Only by consistency in your internal communication about your strategy and vision, your commercial building blocks, organizational structure, team & one-to-one meetings, yearly assessments etc and making sure that in every one of these elements you highlight the desire of continuous improvement, you can create that culture.
Repetition and echoing will make it stick but first it needs to be always on.
2/ Sales & marketing collaboration
What is key is having both departments focusing on the exact same thing, having them speak the same language and have them share objectives. The difference is that marketing is more often working on the top of the funnel (TOFU) where sales takes care of the bottom of the funnel (BOFU).
Ideally marketing is able to make “Cold Calling” unnecessary and provide marketing qualitative inbound & outbound leads. Marketing on the other hand needs continuous feedback on what content to create and how the different marketing channels are performing.
This requires marketing having to deliver Performance marketing which is often out of their comfort zone. Very often Marketeers prefer to focus on the Bottom of Funnel content (BOFU), they have no targets and there is no structured communication with sales. Resulting in teams that work next to each other rather than sitting in the same boat. Recognizing this?
To put them all in the same boat and make them peddle in the same direction, structured communication, clear and simple demand generation processes and using the same tools and data, will make the difference.
3/ Demand Generation
Having a balanced focus on generating new clients, increasing share of wallet and decreasing churn is like balancing on a tightrope.
How do you make sure your new clients that came via the front door, are not slipping out via the back door without you being aware of that?
It’s all about having the right people with the right skills focus on their own priorities and the management being able to measure evolution on the right metrics.
Therefor it’s always better to split hunting and farming responsibilities (as they also require completely different skills) and account, key-account management and customer success (as they often require different activities). This depends of course on the size of your company.
4/ Sales Enablement
How do you enable your team in obtaining their commercial goals. It’s done by providing continuous learning & coaching of their skillset. By supporting them with the right sales & marketing technology, tools and conversational content.
Guidelines of tools and a sales toolkit should steer them for 70 % in what to do, when & how to do it. Their own experience & sales instinct should only make them fill in the remaining 30 % in order to get the job done.
Your sales pitch and storytelling should not be a freestyle dance session. In fact, it should not be open for interpretation at all and if it’s solid and supported by the right materials, your sales team will not want to tell something else. Practice makes perfect. So, make sure you test, learn and iterate before marketing delivers the final version of the sales presentation.

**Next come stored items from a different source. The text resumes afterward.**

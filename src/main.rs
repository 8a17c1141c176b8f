use std::path::{Path, PathBuf};
use std::process::ExitCode;
use std::str::FromStr;

use rayon::prelude::*;

use figure_workflow::config;
use figure_workflow::extract::SyntheticPolicy;
use figure_workflow::media::MediaStore;
use figure_workflow::model::{Project, Stage};
use figure_workflow::report;
use figure_workflow::session::kv::DirStore;
use figure_workflow::session::{ProjectMeta, SessionSnapshot};
use figure_workflow::store::commands::Command;
use figure_workflow::store::notify::{NoticeKind, NoticeLog};
use figure_workflow::store::{WorkflowStore, validate};
use figure_workflow::upload::{self, IncomingFile};

fn main() -> ExitCode {
    tracing_subscriber::fmt()
        .with_env_filter(tracing_subscriber::EnvFilter::from_default_env())
        .with_writer(std::io::stderr)
        .init();

    let args: Vec<String> = std::env::args().skip(1).collect();

    if args.is_empty() || args.iter().any(|a| a == "--help" || a == "-h") {
        eprintln!("Usage: figure_workflow <input-dir> [--label <stage>] [--report <path>]");
        eprintln!("  Ingest the files in <input-dir>, extract figures, and print the report.");
        eprintln!("  --label   Upload into a stage lane (design|analyse|dev|testing).");
        eprintln!("  --report  Write the report to <path> instead of stdout.");
        return if args.is_empty() {
            ExitCode::FAILURE
        } else {
            ExitCode::SUCCESS
        };
    }

    if args.iter().any(|a| a == "--version" || a == "-V") {
        eprintln!("figure_workflow {}", env!("CARGO_PKG_VERSION"));
        return ExitCode::SUCCESS;
    }

    // Parse positional input dir and options.
    let mut input_dir: Option<PathBuf> = None;
    let mut label: Option<Stage> = None;
    let mut report_path: Option<PathBuf> = None;

    let mut iter = args.iter();
    while let Some(arg) = iter.next() {
        match arg.as_str() {
            "--label" => {
                let Some(value) = iter.next() else {
                    eprintln!("ERROR: --label requires a value");
                    return ExitCode::FAILURE;
                };
                match Stage::from_str(value) {
                    Ok(stage) => label = Some(stage),
                    Err(e) => {
                        eprintln!("ERROR: {e}");
                        return ExitCode::FAILURE;
                    }
                }
            }
            "--report" => {
                let Some(value) = iter.next() else {
                    eprintln!("ERROR: --report requires a value");
                    return ExitCode::FAILURE;
                };
                report_path = Some(PathBuf::from(value));
            }
            other => {
                if input_dir.is_some() {
                    eprintln!("ERROR: Unexpected argument '{other}'");
                    return ExitCode::FAILURE;
                }
                input_dir = Some(PathBuf::from(other));
            }
        }
    }

    let Some(input_dir) = input_dir else {
        eprintln!("ERROR: Missing <input-dir>");
        return ExitCode::FAILURE;
    };

    let settings = match config::load_settings_for(&input_dir) {
        Ok(s) => s,
        Err(e) => {
            eprintln!("ERROR: Failed to load settings for {}: {e}", input_dir.display());
            return ExitCode::FAILURE;
        }
    };

    // Read the batch off disk in parallel; ingest itself stays sequential.
    let file_paths = match list_files(&input_dir) {
        Ok(paths) => paths,
        Err(e) => {
            eprintln!("ERROR: Failed to read {}: {e}", input_dir.display());
            return ExitCode::FAILURE;
        }
    };

    let incoming: Vec<IncomingFile> = file_paths
        .par_iter()
        .filter_map(|path| {
            let name = path.file_name()?.to_string_lossy().into_owned();
            match std::fs::read(path) {
                Ok(bytes) => Some(IncomingFile { name, bytes }),
                Err(e) => {
                    eprintln!("ERROR: Failed to read {}: {e}", path.display());
                    None
                }
            }
        })
        .collect();

    let media = MediaStore::new(&settings.media_dir);
    let mut notices = NoticeLog::new();
    let documents = upload::ingest(incoming, &media, &settings, label, &mut notices);

    let project_name = input_dir
        .file_name()
        .map(|n| n.to_string_lossy().into_owned())
        .unwrap_or_else(|| "Untitled project".to_string());

    if let Err(e) = validate::validate_project_creation(&project_name, documents.len()) {
        report_notices(&notices);
        eprintln!("ERROR: {e}");
        return ExitCode::FAILURE;
    }

    let mut store = WorkflowStore::new(Project::new(&project_name, ""));
    store.apply(
        Command::AddDocuments {
            documents: documents.clone(),
        },
        &mut notices,
    );

    // Synthesize one task per document through the extraction policy.
    let policy = SyntheticPolicy {
        count_min: settings.figure_count_min,
        count_max: settings.figure_count_max,
    };
    let document_ids: Vec<_> = documents.iter().map(|d| d.id.clone()).collect();
    for id in &document_ids {
        store.extract_figures(id, &policy, &mut notices);
    }

    report_notices(&notices);

    let rendered = report::render_text(store.project());
    if let Some(path) = &report_path {
        if let Err(e) = std::fs::write(path, &rendered) {
            eprintln!("ERROR: Failed to write {}: {e}", path.display());
            return ExitCode::FAILURE;
        }
        eprintln!("OK: report written to {}", path.display());
    } else {
        print!("{rendered}");
    }

    // Persist the session the same way the workspace would.
    let snapshot = SessionSnapshot {
        documents,
        project: ProjectMeta {
            name: store.project().name.clone(),
            description: store.project().description.clone(),
        },
        selected_labels: label.iter().map(|s| s.to_string()).collect(),
        tasks: store.project().tasks.clone(),
    };
    let mut session_store = DirStore::new(&settings.session_dir);
    if let Err(e) = snapshot.save(&mut session_store) {
        eprintln!("ERROR: Failed to persist session: {e}");
        return ExitCode::FAILURE;
    }

    ExitCode::SUCCESS
}

/// Regular files directly under `dir`, sorted by name for stable output.
fn list_files(dir: &Path) -> std::io::Result<Vec<PathBuf>> {
    let mut paths: Vec<PathBuf> = std::fs::read_dir(dir)?
        .filter_map(|entry| entry.ok())
        .map(|entry| entry.path())
        .filter(|path| path.is_file())
        // The workspace settings file is configuration, not an upload.
        .filter(|path| path.file_name().is_none_or(|n| n != "settings.yaml"))
        .collect();
    paths.sort();
    Ok(paths)
}

fn report_notices(notices: &NoticeLog) {
    for notice in &notices.notices {
        match notice.kind {
            NoticeKind::Success => eprintln!("OK: {}", notice.message),
            NoticeKind::Error => eprintln!("ERROR: {}", notice.message),
        }
    }
}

5/ Sales Performance Management
It starts with well understanding what your sales team can influence and manage for the full 100 % (being only their individual activities) and how this impacts your Sales Performance and final Commercial Results.
Very often salespeople are steered on the first level, which is impossible as they cannot control this. In return, people should be managed on how their activities impact their Sales performance. Let’s go more in detail on what these 3 levelled building blocks* can cover:
Level 1: Commercial Results:
Revenue Growth – Profit – Market share – Customer Satisfaction
Level 2: Sales Performance Metrics:
- Market Coverage: ensuring the sales effort and focus is on the desired customers
- Sales Capability: ensuring effective usage of sales skills & tools
- Customer Focus: ensuring growth & client retention
- Product & Value Focus: ensuring the right products are sold at the right margins
Level 3: Sales Activity Metrics:
- Sales Territory: Resource allocation to the right type of customers/prospects
- Customer Interactions: Interacting with clients and/or prospects
- Opportunity Management: Managing individual opportunities & win strategies
- Pipeline Management: Building & Maintaining a balanced pipeline
- Sales Enablement: Improving the sales team’s ability to execute
In an ideal world you translate your Sales Strategy into tangible building blocks that you can report on in order to:
- Demonstrate how sales activities (customer interactions, quotes, deal follow-up,…) consistently will influence the sales team’s performance on their sales objectives.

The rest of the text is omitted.